Temos
um povo dizimado pelo poder, que age como conquistador em terra arrasada
Jair
Bolsonaro ataca Estados e municípios como inimigos a serem destruídos. Para
ele, não existem cidadãos merecedores de respeito nas unidades federativas. Em
vez de lutar contra a pandemia, o presidente gera batalhas contra as bases
administrativas e políticas do País. Surgem os frutos assustadores: mais de 350
mil brasileiros entregues à tortura da morte sem ar, o que revolta quem sente
misericórdia ou segue a ética e a moral.
O
ignaro governante reitera – em cena macabra – uma guerra antiga das culturas
políticas humanas. Trata-se do choque entre poderes centrais e municípios.

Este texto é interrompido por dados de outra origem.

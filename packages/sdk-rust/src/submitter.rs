//! Signing, sending, and confirmation.

use std::time::Duration;

use solana_sdk::{
    clock::Slot,
    instruction::Instruction,
    signature::{Keypair, Signature, Signer},
    transaction::Transaction,
};

use crate::config::DepositConfig;
use crate::error::{Error, Result};
use crate::ledger::Ledger;

/// A transaction that reached the target commitment without error.
#[derive(Debug, Clone, Copy, PartialEq, Eq)]
pub struct Confirmation {
    pub signature: Signature,
    pub slot:      Slot,
}

pub struct Submitter {
    confirm_timeout: Duration,
    poll_interval:   Duration,
}

impl Submitter {
    pub fn new(confirm_timeout: Duration, poll_interval: Duration) -> Self {
        Self { confirm_timeout, poll_interval }
    }

    pub fn from_config(config: &DepositConfig) -> Self {
        Self::new(config.confirm_timeout, config.poll_interval)
    }

    /// Build a transaction paid for and signed by `depositor` against a fresh
    /// blockhash.  Its signature is known before anything is sent.
    pub async fn sign<L: Ledger>(
        &self,
        ledger:       &L,
        instructions: &[Instruction],
        depositor:    &Keypair,
    ) -> Result<Transaction> {
        let blockhash = ledger.latest_blockhash().await?;
        Ok(Transaction::new_signed_with_payer(
            instructions,
            Some(&depositor.pubkey()),
            &[depositor],
            blockhash,
        ))
    }

    /// Send `tx` and wait until it is confirmed, fails, or the timeout expires.
    pub async fn send_and_confirm<L: Ledger>(&self, ledger: &L, tx: &Transaction) -> Result<Confirmation> {
        let signature = ledger.send_transaction(tx).await?;
        log::info!("Sent transaction {signature}");
        self.confirm(ledger, signature).await
    }

    /// Poll the signature until it satisfies the ledger's commitment.
    ///
    /// A failed status poll is logged and polled again; only the overall
    /// timeout ends the wait.
    pub async fn confirm<L: Ledger>(&self, ledger: &L, signature: Signature) -> Result<Confirmation> {
        let wait = async {
            loop {
                match ledger.signature_state(&signature).await {
                    Ok(Some(state)) => break state,
                    Ok(None) => {}
                    Err(e) => log::warn!("Status poll for {signature} failed: {e}"),
                }
                tokio::time::sleep(self.poll_interval).await;
            }
        };

        let state = tokio::time::timeout(self.confirm_timeout, wait)
            .await
            .map_err(|_| Error::ConfirmationTimeout { signature, waited: self.confirm_timeout })?;

        if let Some(reason) = state.err {
            let logs = match ledger.transaction_logs(&signature).await {
                Ok(logs) => logs,
                Err(e) => {
                    log::warn!("Could not fetch logs for failed transaction {signature}: {e}");
                    Vec::new()
                }
            };
            return Err(Error::Rejected { signature: Some(signature), reason, logs });
        }

        log::info!("Transaction {signature} confirmed at slot {}", state.slot);
        Ok(Confirmation { signature, slot: state.slot })
    }
}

Estes últimos eram desconhecidos na Grécia e na Roma primitiva. Ali existiam
soberanas cidades-Estado. Na Itália as urbes eram livres para organizar suas
práticas internas. Vencidas por Roma e ela ligadas em federação (foedus) dela recebiam em especial a
justiça. O prefectus, agente
romano, resolvia os casos urgentes, mas o júri reunia habitantes locais, cujas
instituições eram mantidas.
Os elos entre municípios e Roma se retraíam e se estendiam conforme as vicissitudes políticas, econômicas, sociais. Ora o poder se concentrava, ora se espraiava pelas bases federadas. Os municípios conservavam independência na sua organização, a assembleia do povo elegia os dirigentes. “Os magistrados municipais têm sobre os cidadãos o imperium. Todos obedecem à lei votada pelo povo e se inclinam diante dos administradores nas taxas ou nos trabalhos públicos. Em casos extremos o município cede aos poderes centrais e a lei de Roma toma a dianteira” (Mommsen). “Em casos extremos”, sublinhemos.
Após
a chamada “guerra social”, quando as cidades italianas exigiram tratamento
similar ao concedido a Roma, os municípios se generalizaram. Cito novamente o
grande historiador Mommsen: “O município, constituído no interior do Estado e a
ele se subordinando, é uma das mais notáveis manifestações políticas e das mais
fecundas da era comandada por Sylla. As reformas constitucionais de Sylla
definem um Estado cuja base é múltipla, a das comunas locais”. Dentre os municípios
do Estado romano temos Olissipo, Lisboa. Aquelas unidades começaram a ruir por
causa dos abusos das autoridades locais, abusos agravados pelo aumento sem
freios do fisco em vantagem do poder central.
Os
esqueletos municipais serviram às cidades europeias na resistência ao moderno
absolutismo, cuja tarefa era unificar os Estados monárquicos. Nos século 16 e
17 tudo fizeram as Cortes para arrancar finanças e poderes dos municípios.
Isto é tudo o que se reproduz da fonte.